## GOAL OF THE EXERCISE
Every record must be repeated exactly, with no omission.

## INFORMATION GIVEN

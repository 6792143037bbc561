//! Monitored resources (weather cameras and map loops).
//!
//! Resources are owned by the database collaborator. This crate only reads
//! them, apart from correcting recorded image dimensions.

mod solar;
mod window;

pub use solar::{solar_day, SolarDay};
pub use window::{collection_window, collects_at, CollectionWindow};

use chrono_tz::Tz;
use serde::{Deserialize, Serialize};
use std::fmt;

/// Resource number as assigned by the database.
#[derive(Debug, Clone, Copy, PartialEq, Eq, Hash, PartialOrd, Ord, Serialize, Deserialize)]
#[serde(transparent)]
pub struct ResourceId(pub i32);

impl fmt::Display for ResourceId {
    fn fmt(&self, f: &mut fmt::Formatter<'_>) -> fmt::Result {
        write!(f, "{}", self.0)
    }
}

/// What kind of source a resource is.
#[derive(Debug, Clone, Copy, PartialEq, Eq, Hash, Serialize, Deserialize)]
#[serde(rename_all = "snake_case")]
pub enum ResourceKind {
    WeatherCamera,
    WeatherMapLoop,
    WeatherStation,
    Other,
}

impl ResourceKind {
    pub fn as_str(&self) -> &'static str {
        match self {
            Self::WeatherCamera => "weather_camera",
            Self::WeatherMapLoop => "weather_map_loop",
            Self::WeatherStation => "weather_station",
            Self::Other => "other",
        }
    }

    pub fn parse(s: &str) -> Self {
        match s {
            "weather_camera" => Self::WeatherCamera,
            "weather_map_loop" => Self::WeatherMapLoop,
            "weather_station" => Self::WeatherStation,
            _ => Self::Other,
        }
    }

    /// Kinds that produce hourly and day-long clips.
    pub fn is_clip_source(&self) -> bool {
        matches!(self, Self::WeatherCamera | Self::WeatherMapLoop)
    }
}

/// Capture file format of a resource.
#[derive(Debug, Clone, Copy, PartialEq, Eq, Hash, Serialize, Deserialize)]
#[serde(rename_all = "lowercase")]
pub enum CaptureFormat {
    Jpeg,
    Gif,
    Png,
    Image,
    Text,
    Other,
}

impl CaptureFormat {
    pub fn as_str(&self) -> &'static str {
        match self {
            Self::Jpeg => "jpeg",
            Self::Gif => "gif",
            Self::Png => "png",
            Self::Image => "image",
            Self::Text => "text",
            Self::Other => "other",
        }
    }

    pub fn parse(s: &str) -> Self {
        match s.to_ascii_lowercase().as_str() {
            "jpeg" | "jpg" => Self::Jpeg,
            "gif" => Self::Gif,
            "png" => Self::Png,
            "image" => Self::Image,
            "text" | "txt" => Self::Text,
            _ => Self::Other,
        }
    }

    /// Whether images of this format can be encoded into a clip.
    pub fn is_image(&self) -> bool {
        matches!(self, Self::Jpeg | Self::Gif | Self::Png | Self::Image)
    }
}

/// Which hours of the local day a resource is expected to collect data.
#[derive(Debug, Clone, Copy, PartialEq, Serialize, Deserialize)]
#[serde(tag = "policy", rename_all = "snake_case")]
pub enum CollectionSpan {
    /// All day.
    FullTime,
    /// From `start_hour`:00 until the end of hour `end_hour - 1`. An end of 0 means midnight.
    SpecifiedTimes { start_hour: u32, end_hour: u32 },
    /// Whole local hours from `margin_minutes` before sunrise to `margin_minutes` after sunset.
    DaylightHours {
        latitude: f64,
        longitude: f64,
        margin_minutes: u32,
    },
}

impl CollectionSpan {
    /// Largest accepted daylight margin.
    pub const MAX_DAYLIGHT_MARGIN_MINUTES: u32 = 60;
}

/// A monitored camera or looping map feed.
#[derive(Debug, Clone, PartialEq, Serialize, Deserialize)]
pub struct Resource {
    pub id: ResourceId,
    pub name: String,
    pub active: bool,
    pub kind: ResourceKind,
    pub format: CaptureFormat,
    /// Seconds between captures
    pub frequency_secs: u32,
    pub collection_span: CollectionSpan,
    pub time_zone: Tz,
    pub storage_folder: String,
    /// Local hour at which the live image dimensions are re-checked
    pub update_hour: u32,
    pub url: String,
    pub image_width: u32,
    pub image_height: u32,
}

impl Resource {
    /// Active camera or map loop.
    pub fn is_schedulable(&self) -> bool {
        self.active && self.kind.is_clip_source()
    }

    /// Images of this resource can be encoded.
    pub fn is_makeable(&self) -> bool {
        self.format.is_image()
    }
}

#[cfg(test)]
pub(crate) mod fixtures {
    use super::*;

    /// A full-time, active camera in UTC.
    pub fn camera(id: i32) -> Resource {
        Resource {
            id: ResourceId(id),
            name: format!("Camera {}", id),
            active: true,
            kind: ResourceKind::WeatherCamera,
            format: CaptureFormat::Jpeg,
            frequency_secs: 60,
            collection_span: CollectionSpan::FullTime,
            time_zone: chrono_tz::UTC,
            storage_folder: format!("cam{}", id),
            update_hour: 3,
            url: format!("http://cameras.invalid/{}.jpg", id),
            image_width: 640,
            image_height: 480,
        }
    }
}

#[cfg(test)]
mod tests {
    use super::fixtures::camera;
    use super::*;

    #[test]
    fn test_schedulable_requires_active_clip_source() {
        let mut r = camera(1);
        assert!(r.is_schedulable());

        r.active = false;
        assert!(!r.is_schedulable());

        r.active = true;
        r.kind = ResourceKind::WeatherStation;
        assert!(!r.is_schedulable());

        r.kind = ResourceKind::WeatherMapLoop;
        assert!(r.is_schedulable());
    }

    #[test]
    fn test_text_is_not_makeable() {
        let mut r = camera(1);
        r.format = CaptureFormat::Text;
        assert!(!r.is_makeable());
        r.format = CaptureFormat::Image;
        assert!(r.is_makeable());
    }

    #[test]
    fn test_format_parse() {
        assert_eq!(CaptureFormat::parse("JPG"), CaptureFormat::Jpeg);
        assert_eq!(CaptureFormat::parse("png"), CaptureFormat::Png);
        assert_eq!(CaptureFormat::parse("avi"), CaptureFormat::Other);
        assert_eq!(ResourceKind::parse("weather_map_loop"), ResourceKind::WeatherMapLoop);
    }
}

## TASK RESULT
repository 6792143037bbc561
//! Monitored resources (weather cameras and map loops).
//!
//! Resources are owned by the database collaborator. This crate only reads
//! them, apart from correcting recorded image dimensions.

mod solar;
mod window;

pub use solar::{solar_day, SolarDay};
pub use window::{collection_window, collects_at, CollectionWindow};

use chrono_tz::Tz;
use serde::{Deserialize, Serialize};
use std::fmt;

/// Resource number as assigned by the database.
#[derive(Debug, Clone, Copy, PartialEq, Eq, Hash, PartialOrd, Ord, Serialize, Deserialize)]
#[serde(transparent)]
pub struct ResourceId(pub i32);

impl fmt::Display for ResourceId {
    fn fmt(&self, f: &mut fmt::Formatter<'_>) -> fmt::Result {
        write!(f, "{}", self.0)
    }
}

/// What kind of source a resource is.
#[derive(Debug, Clone, Copy, PartialEq, Eq, Hash, Serialize, Deserialize)]
#[serde(rename_all = "snake_case")]
pub enum ResourceKind {
    WeatherCamera,
    WeatherMapLoop,
    WeatherStation,
    Other,
}

impl ResourceKind {
    pub fn as_str(&self) -> &'static str {
        match self {
            Self::WeatherCamera => "weather_camera",
            Self::WeatherMapLoop => "weather_map_loop",
            Self::WeatherStation => "weather_station",
            Self::Other => "other",
        }
    }

    pub fn parse(s: &str) -> Self {
        match s {
            "weather_camera" => Self::WeatherCamera,
            "weather_map_loop" => Self::WeatherMapLoop,
            "weather_station" => Self::WeatherStation,
            _ => Self::Other,
        }
    }

    /// Kinds that produce hourly and day-long clips.
    pub fn is_clip_source(&self) -> bool {
        matches!(self, Self::WeatherCamera | Self::WeatherMapLoop)
    }
}

/// Capture file format of a resource.
#[derive(Debug, Clone, Copy, PartialEq, Eq, Hash, Serialize, Deserialize)]
#[serde(rename_all = "lowercase")]
pub enum CaptureFormat {
    Jpeg,
    Gif,
    Png,
    Image,
    Text,
    Other,
}

impl CaptureFormat {
    pub fn as_str(&self) -> &'static str {
        match self {
            Self::Jpeg => "jpeg",
            Self::Gif => "gif",
            Self::Png => "png",
            Self::Image => "image",
            Self::Text => "text",
            Self::Other => "other",
        }
    }

    pub fn parse(s: &str) -> Self {
        match s.to_ascii_lowercase().as_str() {
            "jpeg" | "jpg" => Self::Jpeg,
            "gif" => Self::Gif,
            "png" => Self::Png,
            "image" => Self::Image,
            "text" | "txt" => Self::Text,
            _ => Self::Other,
        }
    }

    /// Whether images of this format can be encoded into a clip.
    pub fn is_image(&self) -> bool {
        matches!(self, Self::Jpeg | Self::Gif | Self::Png | Self::Image)
    }
}

/// Which hours of the local day a resource is expected to collect data.
#[derive(Debug, Clone, Copy, PartialEq, Serialize, Deserialize)]
#[serde(tag = "policy", rename_all = "snake_case")]
pub enum CollectionSpan {
    /// All day.
    FullTime,
    /// From `start_hour`:00 until the end of hour `end_hour - 1`. An end of 0 means midnight.
    SpecifiedTimes { start_hour: u32, end_hour: u32 },
    /// Whole local hours from `margin_minutes` before sunrise to `margin_minutes` after sunset.
    DaylightHours {
        latitude: f64,
        longitude: f64,
        margin_minutes: u32,
    },
}

impl CollectionSpan {
    /// Largest accepted daylight margin.
    pub const MAX_DAYLIGHT_MARGIN_MINUTES: u32 = 60;
}

/// A monitored camera or looping map feed.
#[derive(Debug, Clone, PartialEq, Serialize, Deserialize)]
pub struct Resource {
    pub id: ResourceId,
    pub name: String,
    pub active: bool,
    pub kind: ResourceKind,
    pub format: CaptureFormat,
    /// Seconds between captures
    pub frequency_secs: u32,
    pub collection_span: CollectionSpan,
    pub time_zone: Tz,
    pub storage_folder: String,
    /// Local hour at which the live image dimensions are re-checked
    pub update_hour: u32,
    pub url: String,
    pub image_width: u32,
    pub image_height: u32,
}

impl Resource {
    /// Active camera or map loop.
    pub fn is_schedulable(&self) -> bool {
        self.active && self.kind.is_clip_source()
    }

    /// Images of this resource can be encoded.
    pub fn is_makeable(&self) -> bool {
        self.format.is_image()
    }
}

#[cfg(test)]
pub(crate) mod fixtures {
    use super::*;

    /// A full-time, active camera in UTC.
    pub fn camera(id: i32) -> Resource {
        Resource {
            id: ResourceId(id),
            name: format!("Camera {}", id),
            active: true,
            kind: ResourceKind::WeatherCamera,
            format: CaptureFormat::Jpeg,
            frequency_secs: 60,
            collection_span: CollectionSpan::FullTime,
            time_zone: chrono_tz::UTC,
            storage_folder: format!("cam{}", id),
            update_hour: 3,
            url: format!("http://cameras.invalid/{}.jpg", id),
            image_width: 640,
            image_height: 480,
        }
    }
}

#[cfg(test)]
mod tests {
    use super::fixtures::camera;
    use super::*;

    #[test]
    fn test_schedulable_requires_active_clip_source() {
        let mut r = camera(1);
        assert!(r.is_schedulable());

        r.active = false;
        assert!(!r.is_schedulable());

        r.active = true;
        r.kind = ResourceKind::WeatherStation;
        assert!(!r.is_schedulable());

        r.kind = ResourceKind::WeatherMapLoop;
        assert!(r.is_schedulable());
    }

    #[test]
    fn test_text_is_not_makeable() {
        let mut r = camera(1);
        r.format = CaptureFormat::Text;
        assert!(!r.is_makeable());
        r.format = CaptureFormat::Image;
        assert!(r.is_makeable());
    }

    #[test]
    fn test_format_parse() {
        assert_eq!(CaptureFormat::parse("JPG"), CaptureFormat::Jpeg);
        assert_eq!(CaptureFormat::parse("png"), CaptureFormat::Png);
        assert_eq!(CaptureFormat::parse("avi"), CaptureFormat::Other);
        assert_eq!(ResourceKind::parse("weather_map_loop"), ResourceKind::WeatherMapLoop);
    }
}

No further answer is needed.